Advanced intrauterine ultrasound allowed for appropriate short hysterotomy with the lesion accessible and facing the surgeon. Spina bifida and meningomyloceles, considered the most difficult correctible lesions, are managed thus. Bigger tumours like sacrococcygeal teratomas, some varieties of congenital cystic malformation of the lung, major lung lobar sequestration, mediastinal dermoid, and the congenital high airway obstruction syndrome (CHAOS) require a larger hysterotomy with partial delivery of the fetus which gets an arterial supply via the intact umbilical cord and undisturbed placenta. Blood loss is minimised by using staplers and a specialised retractor. The partially delivered fetus is returned to the uterine cavity of the mother after the procedure. Continuous amnioinfusion is maintained during the procedure and the fluid is replenished, with isotonic Ringer's or Hartman's solution, to make the baby float and cushion the cord just before tying the last uterine closure stitch.

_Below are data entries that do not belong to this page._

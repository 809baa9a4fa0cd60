use std::time::Duration;

use chrono::{DateTime, Utc};

use super::challenge::ChallengeToken;
use super::errors::OtpError;
use crate::domain::{OtpCode, PhoneNumber};
use crate::identity_client::{
    Identity, IdentityProvider, IdentityProviderError, VerificationSession,
};

#[derive(Debug)]
pub struct PendingVerification {
    phone_number: PhoneNumber,
    session: VerificationSession,
    sent_at: DateTime<Utc>,
}

impl PendingVerification {
    pub fn phone_number(&self) -> &PhoneNumber {
        &self.phone_number
    }

    pub fn sent_at(&self) -> DateTime<Utc> {
        self.sent_at
    }
}

#[derive(Debug)]
pub enum OtpState {
    Idle,
    CodeSent(PendingVerification),
}

fn send_error(error: IdentityProviderError) -> OtpError {
    match error {
        IdentityProviderError::RateLimited => OtpError::RateLimited,
        IdentityProviderError::NotAuthorized(code) => OtpError::Configuration(code),
        IdentityProviderError::InvalidPhoneNumber => OtpError::ValidationError(
            "This phone number cannot receive verification codes.".to_string(),
        ),
        IdentityProviderError::InvalidCode | IdentityProviderError::Rejected(_) => {
            OtpError::SendFailed
        }
        IdentityProviderError::Transport(_) => OtpError::ProviderUnavailable,
    }
}

// Every rejection of the code itself reads the same to avoid enumeration.
fn confirm_error(error: IdentityProviderError) -> OtpError {
    match error {
        IdentityProviderError::RateLimited => OtpError::RateLimited,
        IdentityProviderError::NotAuthorized(code) => OtpError::Configuration(code),
        IdentityProviderError::InvalidCode
        | IdentityProviderError::InvalidPhoneNumber
        | IdentityProviderError::Rejected(_) => OtpError::IncorrectCode,
        IdentityProviderError::Transport(_) => OtpError::ProviderUnavailable,
    }
}

/// Send / confirm / reset state machine for one login form.
#[derive(Debug)]
pub struct OtpFlow {
    state: OtpState,
    timeout: Duration,
}

impl OtpFlow {
    pub fn new(timeout: Duration) -> Self {
        Self {
            state: OtpState::Idle,
            timeout,
        }
    }

    pub fn state(&self) -> &OtpState {
        &self.state
    }

    pub fn pending(&self) -> Option<&PendingVerification> {
        match &self.state {
            OtpState::CodeSent(pending) => Some(pending),
            OtpState::Idle => None,
        }
    }

    pub fn is_code_sent(&self) -> bool {
        self.pending().is_some()
    }

    /// Dispatches a code. Any earlier pending verification is superseded.
    #[tracing::instrument(name = "OTP send code", skip(self, challenge, provider))]
    pub async fn send_code(
        &mut self,
        phone_number: PhoneNumber,
        challenge: ChallengeToken,
        provider: &dyn IdentityProvider,
    ) -> Result<&PendingVerification, OtpError> {
        self.state = OtpState::Idle;
        let session = tokio::time::timeout(
            self.timeout,
            provider.send_verification(&phone_number, &challenge),
        )
        .await
        .map_err(|_| OtpError::Timeout)?
        .map_err(|e| {
            tracing::error!("Failed to send verification code: {:?}", e);
            send_error(e)
        })?;

        self.state = OtpState::CodeSent(PendingVerification {
            phone_number,
            session,
            sent_at: Utc::now(),
        });
        self.pending()
            .ok_or_else(|| OtpError::UnexpectedError(anyhow::anyhow!("pending verification missing")))
    }

    /// Confirms `raw_code` against the pending verification. Returns to idle only on success.
    #[tracing::instrument(name = "OTP confirm code", skip(self, raw_code, provider))]
    pub async fn confirm_code(
        &mut self,
        raw_code: &str,
        provider: &dyn IdentityProvider,
    ) -> Result<Identity, OtpError> {
        let code = OtpCode::parse(raw_code).map_err(OtpError::ValidationError)?;
        let pending = self.pending().ok_or(OtpError::NoPendingVerification)?;

        let identity = tokio::time::timeout(self.timeout, provider.confirm(&pending.session, &code))
            .await
            .map_err(|_| OtpError::Timeout)?
            .map_err(|e| {
                tracing::warn!("Verification code rejected: {:?}", e);
                confirm_error(e)
            })?;

        self.state = OtpState::Idle;
        Ok(identity)
    }

    pub fn reset(&mut self) {
        self.state = OtpState::Idle;
    }
}
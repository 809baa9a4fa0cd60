use gamefowl_farm::commands::run_custom_commands;
use gamefowl_farm::configuration::get_configuration;
use gamefowl_farm::startup::Application;
use gamefowl_farm::telemetry::init_telemetry;

#[actix_web::main]
async fn main() -> Result<(), anyhow::Error> {
    let configuration = get_configuration().expect("Failed to read configuration.");
    init_telemetry("gamefowl-farm", &configuration.log);

    let args: Vec<String> = std::env::args().collect();
    if args.len() > 1 {
        run_custom_commands(args).await?;
        return Ok(());
    }

    let application = Application::build(configuration).await?;
    application.run_until_stopped().await?;
    Ok(())
}
use std::sync::Arc;

use serde::Serialize;
use tokio::sync::{mpsc, watch};
use utoipa::ToSchema;

use super::resolver::{AuthorizationResolver, Resolution, ResolutionError};
use super::schemas::UserProfile;
use crate::constants::{ADMIN_PATH_PREFIX, DASHBOARD_PATH, LOGIN_PATH};
use crate::identity_client::Identity;

#[derive(Debug, Clone, Copy, PartialEq, Eq)]
pub enum RouteKind {
    Public,
    Login,
    AdminOnly,
}

impl RouteKind {
    pub fn classify(path: &str) -> Self {
        let path = path.split(['?', '#']).next().unwrap_or_default();
        let path = match path.trim_end_matches('/') {
            "" => "/",
            trimmed => trimmed,
        };
        if path == LOGIN_PATH {
            RouteKind::Login
        } else if path == ADMIN_PATH_PREFIX
            || path
                .strip_prefix(ADMIN_PATH_PREFIX)
                .is_some_and(|rest| rest.starts_with('/'))
        {
            RouteKind::AdminOnly
        } else {
            RouteKind::Public
        }
    }
}

#[derive(Debug, Clone, PartialEq, Eq, Serialize, ToSchema)]
#[serde(tag = "action", rename_all = "snake_case")]
pub enum GuardDecision {
    Loading,
    Redirect { target: String },
    Render,
}

/// Latest identity as published by a session. `revision` grows with every change.
#[derive(Debug, Clone, Default)]
pub struct IdentityChange {
    pub revision: u64,
    pub identity: Option<Identity>,
}

#[derive(Debug, Clone, PartialEq)]
pub struct AuthSnapshot {
    pub revision: u64,
    pub loading: bool,
    pub identity: Option<Identity>,
    pub profile: Option<UserProfile>,
    pub is_admin: bool,
}

impl AuthSnapshot {
    pub fn initial() -> Self {
        Self {
            revision: 0,
            loading: true,
            identity: None,
            profile: None,
            is_admin: false,
        }
    }

    /// Stands in for a change the observer has not picked up yet.
    pub fn pending(revision: u64, identity: Option<Identity>) -> Self {
        Self {
            revision,
            loading: true,
            identity,
            profile: None,
            is_admin: false,
        }
    }

    pub fn signed_out(revision: u64) -> Self {
        Self {
            revision,
            loading: false,
            identity: None,
            profile: None,
            is_admin: false,
        }
    }
}

pub fn decide(route: RouteKind, snapshot: &AuthSnapshot) -> GuardDecision {
    match route {
        RouteKind::Public => GuardDecision::Render,
        _ if snapshot.loading => GuardDecision::Loading,
        RouteKind::Login => {
            if snapshot.identity.is_some() && snapshot.is_admin {
                GuardDecision::Redirect {
                    target: DASHBOARD_PATH.to_string(),
                }
            } else {
                GuardDecision::Render
            }
        }
        RouteKind::AdminOnly => {
            if snapshot.identity.is_some() && snapshot.is_admin {
                GuardDecision::Render
            } else {
                GuardDecision::Redirect {
                    target: LOGIN_PATH.to_string(),
                }
            }
        }
    }
}

#[derive(Debug, Clone, PartialEq, Eq)]
pub struct ResolutionTicket {
    revision: u64,
    identity_id: String,
}

/// Folds identity changes and resolution results into the current snapshot.
/// Results computed for a superseded identity change are dropped.
#[derive(Debug)]
pub struct AuthTracker {
    snapshot: AuthSnapshot,
}

impl Default for AuthTracker {
    fn default() -> Self {
        Self::new()
    }
}

impl AuthTracker {
    pub fn new() -> Self {
        Self {
            snapshot: AuthSnapshot::initial(),
        }
    }

    pub fn snapshot(&self) -> &AuthSnapshot {
        &self.snapshot
    }

    pub fn identity_changed(&mut self, change: IdentityChange) -> Option<(ResolutionTicket, Identity)> {
        match change.identity {
            None => {
                self.snapshot = AuthSnapshot::signed_out(change.revision);
                None
            }
            Some(identity) => {
                self.snapshot = AuthSnapshot {
                    revision: change.revision,
                    loading: true,
                    identity: Some(identity.clone()),
                    profile: None,
                    is_admin: false,
                };
                let ticket = ResolutionTicket {
                    revision: change.revision,
                    identity_id: identity.id.clone(),
                };
                Some((ticket, identity))
            }
        }
    }

    /// Returns `false` when the result was stale and discarded.
    pub fn apply(
        &mut self,
        ticket: &ResolutionTicket,
        outcome: Result<Resolution, ResolutionError>,
    ) -> bool {
        let current_id = self.snapshot.identity.as_ref().map(|i| i.id.as_str());
        if ticket.revision != self.snapshot.revision
            || current_id != Some(ticket.identity_id.as_str())
        {
            tracing::debug!(
                ticket_revision = ticket.revision,
                current_revision = self.snapshot.revision,
                "Discarding stale authorization result"
            );
            return false;
        }
        match outcome {
            Ok(resolution) => {
                self.snapshot.loading = false;
                self.snapshot.is_admin = resolution.is_admin;
                self.snapshot.profile = Some(resolution.profile);
            }
            Err(e) => {
                tracing::error!(identity_id = %ticket.identity_id, "Treating identity as signed out: {:?}", e);
                self.snapshot = AuthSnapshot::signed_out(ticket.revision);
            }
        }
        true
    }
}

pub struct AuthObserver;

impl AuthObserver {
    /// Watches `identities` and publishes derived snapshots until the sender side is dropped.
    pub fn spawn(
        mut identities: watch::Receiver<IdentityChange>,
        resolver: Arc<AuthorizationResolver>,
    ) -> watch::Receiver<AuthSnapshot> {
        let (snapshot_tx, snapshot_rx) = watch::channel(AuthSnapshot::initial());
        tokio::spawn(async move {
            let mut tracker = AuthTracker::new();
            let (result_tx, mut result_rx) =
                mpsc::unbounded_channel::<(ResolutionTicket, Result<Resolution, ResolutionError>)>();

            let dispatch = |tracker: &mut AuthTracker, change: IdentityChange| {
                if let Some((ticket, identity)) = tracker.identity_changed(change) {
                    let resolver = resolver.clone();
                    let result_tx = result_tx.clone();
                    tokio::spawn(async move {
                        let outcome = resolver.resolve(&identity).await;
                        let _ = result_tx.send((ticket, outcome));
                    });
                }
            };

            let initial = identities.borrow_and_update().clone();
            dispatch(&mut tracker, initial);
            snapshot_tx.send_replace(tracker.snapshot().clone());

            loop {
                tokio::select! {
                    changed = identities.changed() => {
                        if changed.is_err() {
                            break;
                        }
                        let change = identities.borrow_and_update().clone();
                        dispatch(&mut tracker, change);
                        snapshot_tx.send_replace(tracker.snapshot().clone());
                    }
                    Some((ticket, outcome)) = result_rx.recv() => {
                        if tracker.apply(&ticket, outcome) {
                            snapshot_tx.send_replace(tracker.snapshot().clone());
                        }
                    }
                }
            }
        });
        snapshot_rx
    }
}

The ex-utero intrapartum (EXIT) surgery needs a word or two. This is a grey area, and the combined skill of an obstetric surgeon, a pediatric surgeon, or a neonatal cardiac surgeon is necessary. Typically an EXIT procedure is performed in conditions where a secondary source of oxygen is required for survival of the freshly delivered neonate. Lines for extracorporeal membrane oxygenation may have to be instituted in rare cases. The umbilical cord is clamped, tied, and cut only after securing the oxygen supply. Separating the membranes and placenta occurs next and the obstetrician proceeds with uterine and abdominal closure. The neonatal surgeon, meanwhile, does whatever is necessary for the baby.
Pediatric and neonatal cardiac surgeons may prefer early surgical correction in certain congenital cyanotic cardiac defects to limit the ill effects of hypoxic blood and related circulatory changes.
Intrauterine fetal surgery is a new subspeciality that was only recognised as unique from 1981 onwards. A large team comprising an obstetrician, a pediatric surgeon, their associates, two anesthesiology teams, the nursing personnel, the machine operators, and class IV operation theatre assistants and cleaners are minimum requirements.
A collaborative and coordinated role among the operators is essential for success. The mortality and fetal outcomes vary and are still high (around 6-12%). Direct counselling, confidence in the team, and comprehensive consent are all important. Intrauterine fetal surgery is rare, and evolving. Few centres can offer the full gamut. An international Fetal Medicine Foundation (FMF) was established by Nicolaides in 1995, and the watchdog bodies publish yearly medical and surgical procedural guidelines on the net.